PRESENTED BY: PEAR A BHUIYAN PROJECT UPDATE PRESENTATION CSI 5386, FALL 2012 Title: Exploring Natural Language Parsing Techniques and evaluations PRESENTED BY: PEAR A BHUIYAN
OBJECTIVE OF THE PROJECT To learn some parsing techniques and evaluation methods by studying research papers. Collect research papers and select three large papers which describe parsing techniques or evaluation methods. Study to learn those techniques of parsing and evaluation methods. Summarize them and write a composite report with strengths and weaknesses.
INTRODUCTION Parsing is defined as the task of recognizing an input string and assigning a structure to it. It is useful in applications like grammar checking, as an intermediate stage of semantic analysis, information extraction etc. We have learnt some parsing algorithms in this course. The goal of this project is to learn some other parsing techniques by searching and studying some research papers on parsing and to write a review report on this. Therefore, I have collected 9 research papers on parsing. Of them, I have chosen 3 large papers to study and write the composite review report. At this point it is hard to summarize them as it needs more study to grasp the contents. Thus, for now we have a look at each paper individually.
PAPER-1 Title: Head-driven statistical models for natural language parsing. Author: Michel Collins, MIT Computer Science and Artificial Intelligence Laboratory, Published: © 2003 Association of computational linguistics. (49 pages) Three parsing models were introduced and evaluated on the Penn Wall Street Journal Treebank. Their strengths and weaknesses were discussed. The effects of various features on the parsing accuracy. The relationship of the models to other work on statistical parsing.
PAPER-1: Model 1 This extends probabilistic context-free grammars (PCFGs) to lexicalized grammars. Context-free grammar is defined as a 4-tuple (N,∑,A,R) where N is a set of non-terminals, ∑ is an alphabet, A is a start symbol in N, and R is a finite set of rules. In probabilistic context-free grammar (PCFG) each rule in a grammar has a probability. A PCFG can be lexicalized by associating a word w and a part-of-speech tag t with each non-terminal X in the tree.
PAPER-1: Model-2 &3 Model-2 extends the parser to distinct between complement and adjunct(temporal modifier). This may help parsing accuracy. Model-3 gives a probabilistic treatment of wh-movement.
PAPER-2 Title: Discriminative re-ranking for natural language parsing,. Authors: By: Michel Collins and Terry Koo, MIT Computer Science and Artificial Intelligence Laboratory. Published in: © 2005 Association of computational linguistics. (46 pages).
PAPER-2 This article provides with some approaches to re-rank the output of an existing probabilistic parser.

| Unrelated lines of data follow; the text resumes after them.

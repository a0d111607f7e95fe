/// Configuration management for the feed client
///
/// Loads configuration from environment variables.
use anyhow::{anyhow, Context, Result};
use chrono::{FixedOffset, Offset, Utc};
use serde::{Deserialize, Serialize};
use std::str::FromStr;

/// Main client configuration
#[derive(Debug, Clone, Serialize, Deserialize)]
pub struct Config {
    /// Application settings
    pub app: AppConfig,
    /// Display formatting
    pub display: DisplayConfig,
    /// Backend sync settings
    pub sync: SyncConfig,
    /// Log output settings
    pub logging: LoggingConfig,
}

/// Application settings
#[derive(Debug, Clone, Serialize, Deserialize)]
pub struct AppConfig {
    /// Application environment (dev, staging, prod)
    pub env: String,
}

/// How timestamps are rendered
#[derive(Debug, Clone, Serialize, Deserialize)]
pub struct DisplayConfig {
    /// strftime pattern for dates older than a week
    #[serde(default = "default_date_format")]
    pub date_format: String,
    /// Offset of the viewer's local zone from UTC
    #[serde(default)]
    pub utc_offset_minutes: i32,
}

/// Backend sync settings
#[derive(Debug, Clone, Serialize, Deserialize)]
pub struct SyncConfig {
    /// Publish intents for the sync worker
    pub enabled: bool,
    /// Attempts per intent before it is rolled back
    #[serde(default = "default_max_attempts")]
    pub max_attempts: u32,
    /// Delay added per failed attempt
    #[serde(default = "default_retry_backoff_ms")]
    pub retry_backoff_ms: u64,
    /// Upper bound on the delay between attempts
    #[serde(default = "default_max_backoff_ms")]
    pub max_backoff_ms: u64,
    /// Deadline for a single backend call
    #[serde(default = "default_timeout_ms")]
    pub timeout_ms: u64,
}

/// Log output settings
#[derive(Debug, Clone, Serialize, Deserialize)]
pub struct LoggingConfig {
    /// Filter used when RUST_LOG is not set
    pub filter: String,
    /// Emit JSON lines instead of human readable output
    pub json: bool,
}

// Default values
fn default_date_format() -> String {
    "%-m/%-d/%Y".to_string()
}

fn default_max_attempts() -> u32 {
    3
}

fn default_retry_backoff_ms() -> u64 {
    200
}

fn default_max_backoff_ms() -> u64 {
    5_000
}

fn default_timeout_ms() -> u64 {
    5_000
}

/// Largest accepted value for any sync delay or deadline (10 minutes)
const MAX_SYNC_DELAY_MS: u64 = 600_000;

impl Default for DisplayConfig {
    fn default() -> Self {
        Self {
            date_format: default_date_format(),
            utc_offset_minutes: 0,
        }
    }
}

impl DisplayConfig {
    /// The viewer's zone as a chrono offset.
    pub fn offset(&self) -> FixedOffset {
        // Validated in Config::from_lookup; fall back to UTC for hand-built values.
        self.utc_offset_minutes
            .checked_mul(60)
            .and_then(FixedOffset::east_opt)
            .unwrap_or_else(|| Utc.fix())
    }
}

impl Default for SyncConfig {
    fn default() -> Self {
        Self {
            enabled: true,
            max_attempts: default_max_attempts(),
            retry_backoff_ms: default_retry_backoff_ms(),
            max_backoff_ms: default_max_backoff_ms(),
            timeout_ms: default_timeout_ms(),
        }
    }
}

impl Default for LoggingConfig {
    fn default() -> Self {
        Self {
            filter: "info".to_string(),
            json: false,
        }
    }
}

impl Default for Config {
    fn default() -> Self {
        Self {
            app: AppConfig {
                env: "development".to_string(),
            },
            display: DisplayConfig::default(),
            sync: SyncConfig::default(),
            logging: LoggingConfig::default(),
        }
    }
}

fn parse_var<T, F>(lookup: &F, key: &str, default: T) -> Result<T>
where
    T: FromStr,
    T::Err: std::error::Error + Send + Sync + 'static,
    F: Fn(&str) -> Option<String>,
{
    match lookup(key) {
        Some(raw) => raw
            .trim()
            .parse()
            .with_context(|| format!("{} has an invalid value: {:?}", key, raw)),
        None => Ok(default),
    }
}

impl Config {
    /// Load configuration from environment variables
    pub fn from_env() -> Result<Self> {
        Self::from_lookup(|key| std::env::var(key).ok())
    }

    /// Load configuration from an arbitrary key lookup
    pub fn from_lookup<F>(lookup: F) -> Result<Self>
    where
        F: Fn(&str) -> Option<String>,
    {
        let app = AppConfig {
            env: lookup("APP_ENV").unwrap_or_else(|| "development".to_string()),
        };

        let display = DisplayConfig {
            date_format: lookup("FEED_DATE_FORMAT").unwrap_or_else(default_date_format),
            utc_offset_minutes: parse_var(&lookup, "FEED_UTC_OFFSET_MINUTES", 0)?,
        };
        if !crate::formatting::is_valid_date_format(&display.date_format) {
            return Err(anyhow!(
                "FEED_DATE_FORMAT is not a valid strftime pattern: {:?}",
                display.date_format
            ));
        }
        if display
            .utc_offset_minutes
            .checked_mul(60)
            .and_then(FixedOffset::east_opt)
            .is_none()
        {
            return Err(anyhow!(
                "FEED_UTC_OFFSET_MINUTES out of range: {}",
                display.utc_offset_minutes
            ));
        }

        let sync = SyncConfig {
            enabled: parse_var(&lookup, "FEED_SYNC_ENABLED", true)?,
            max_attempts: parse_var(&lookup, "FEED_SYNC_MAX_ATTEMPTS", default_max_attempts())?,
            retry_backoff_ms: parse_var(
                &lookup,
                "FEED_SYNC_RETRY_BACKOFF_MS",
                default_retry_backoff_ms(),
            )?,
            max_backoff_ms: parse_var(
                &lookup,
                "FEED_SYNC_MAX_BACKOFF_MS",
                default_max_backoff_ms(),
            )?,
            timeout_ms: parse_var(&lookup, "FEED_SYNC_TIMEOUT_MS", default_timeout_ms())?,
        };
        if sync.max_attempts == 0 {
            return Err(anyhow!("FEED_SYNC_MAX_ATTEMPTS must be at least 1"));
        }
        if sync.timeout_ms == 0 {
            return Err(anyhow!("FEED_SYNC_TIMEOUT_MS must be at least 1"));
        }
        for (key, value) in [
            ("FEED_SYNC_RETRY_BACKOFF_MS", sync.retry_backoff_ms),
            ("FEED_SYNC_MAX_BACKOFF_MS", sync.max_backoff_ms),
            ("FEED_SYNC_TIMEOUT_MS", sync.timeout_ms),
        ] {
            if value > MAX_SYNC_DELAY_MS {
                return Err(anyhow!(
                    "{} must be at most {}ms, got {}",
                    key,
                    MAX_SYNC_DELAY_MS,
                    value
                ));
            }
        }

        let logging = LoggingConfig {
            filter: lookup("RUST_LOG").unwrap_or_else(|| "info".to_string()),
            json: parse_var(&lookup, "FEED_LOG_JSON", false)?,
        };

        Ok(Config {
            app,
            display,
            sync,
            logging,
        })
    }
}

The base parser defines an initial ranking of the candidate parse trees. A second model uses some additional features to improve the initial ranking. A method based on the boosting approach is introduced for re-ranking the parse trees.
PAPER-2 The algorithm can be viewed as a feature selection method. The boosting method is applied to parsing the wall Street Journal (WSJ) treebank. The method combines the log-likelihood under a baseline model with evidence from an additional 500000 features over parse trees. The new model achieved 89.75% whereas the baseline model achieved 88.2%.

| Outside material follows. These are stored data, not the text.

//! # CRM Common Library
//!
//! Shared code for the customer identity and classification engine:
//! - Error types
//! - Bootstrap configuration
//! - Domain models (unified customers, activities, notes, raw source records)
//! - Event bus
//! - Database schema
//! - Phone normalization and type-checked payload access

pub mod config;
pub mod db;
pub mod error;
pub mod events;
pub mod models;
pub mod phone;
pub mod time;
pub mod value_bag;

pub use error::{Error, Result};
pub use value_bag::ValueBag;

PAPER-3 Title: Wide-Coverage Deep Statistical Parsing Using Automatic Dependency Structure Annotation. Authors: , Aoife Cahill, Michael Burke, Ruth O’ Donovan, Josef van Geabith, and Andy Way, Dublin City University, Stefan Riezler, Palo Alto Research Center. Published in: © 2008 Association of computational linguistics.(44 pages).
PAPER-3 Tree-based parser evaluation has some drawbacks: Does not provide enough information for NLP applications like deep dependency relations, predicate- argument structure etc. A number of alternative tree representations for the same input. Such problems motivated research on dependency based parser evaluation.

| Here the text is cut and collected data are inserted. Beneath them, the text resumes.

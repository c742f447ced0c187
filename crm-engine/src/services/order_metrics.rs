//! Order-side metrics aggregation

use crm_common::models::{OrderMetrics, OrderRecord, OrderSource};
use crm_common::time::MS_PER_DAY;

/// Aggregate orders dated at or before `as_of`
///
/// Cancelled orders only feed `cancelled_order_count`. Orders without a
/// usable date count toward totals but not toward the trailing windows.
pub fn aggregate_orders(orders: &[OrderRecord], as_of: i64) -> OrderMetrics {
    let mut m = OrderMetrics::default();
    let window_30 = as_of - 30 * MS_PER_DAY;
    let window_90 = as_of - 90 * MS_PER_DAY;

    // (date, online) of every counted order, for recency and channel ordering
    let mut dated: Vec<(i64, bool)> = Vec::new();

    for order in orders {
        let date = order.order_at().unwrap_or(0);
        if date > as_of {
            continue;
        }
        if order.is_cancelled() {
            m.cancelled_order_count += 1;
            continue;
        }

        let amount = order.amount();
        let online = order.is_online();
        m.order_count += 1;
        m.total_spent += amount;

        if online {
            m.order_count_online += 1;
        } else {
            m.order_count_offline += 1;
        }

        match order.order_source() {
            OrderSource::Ads => m.orders_from_ads += 1,
            OrderSource::Organic => m.orders_from_organic += 1,
            OrderSource::Direct => m.orders_from_direct += 1,
        }

        for line in order.lines() {
            *m.owned_sku_quantities.entry(line.sku).or_insert(0) += line.quantity;
        }

        if date > 0 {
            if date >= window_30 {
                m.revenue_last_30d += amount;
                m.orders_last_30d += 1;
            }
            if date >= window_90 {
                m.revenue_last_90d += amount;
                m.orders_last_90d += 1;
            }
        }
        dated.push((date, online));
    }

    if m.order_count > 0 {
        m.avg_order_value = m.total_spent / m.order_count as f64;
    }

    dated.sort_by_key(|(date, _)| *date);
    let label = |online: bool| if online { "online" } else { "offline" }.to_string();
    if let Some((_, online)) = dated.first() {
        m.first_order_channel = label(*online);
    }
    if let Some((_, online)) = dated.last() {
        m.last_order_channel = label(*online);
    }

    let mut dates: Vec<i64> = dated.iter().map(|(d, _)| *d).filter(|d| *d > 0).collect();
    dates.sort_unstable_by(|a, b| b.cmp(a));
    m.last_order_at = dates.first().copied().unwrap_or(0);
    m.second_last_order_at = dates.get(1).copied().unwrap_or(0);

    m
}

PAPER-3 A number of researchers conducted such experiments using simple and automatic methods to convert shallow parsers output trees into dependencies. In this article, such experiments revisited using sophisticated automatic LFG f-structure annotation methodologies. Various PCFG and history-based parsers are compared to find a baseline parsing system that fits best into this automatic dependency structure annotation technique. The experiments show that the combined system of syntactic parser and dependency structure annotation outperforms hand-crafted deep wide coverage grammars.
PAPER-3 Four machine-learning based shallow parsers and two hand-crafted wide coverage deep probabilistic parsers were evaluated. Their best system achieved f-score of 82.73% against PARC 700 Dependency Bank whereas the f-score for the hand crafted LFG grammar and XLE parsing system was 80.55%(2.18% improvement). The system achieved f-score of 80.23% against the CBS 500 Dependency Bank whereas the f- score for the hand-crafted RASP grammar and parsing system was 76.57%(3.66% improvement).
YET TO DO Studying the papers thoroughly to understand different parsing techniques and evaluation methods. Writing a report on the review of the papers.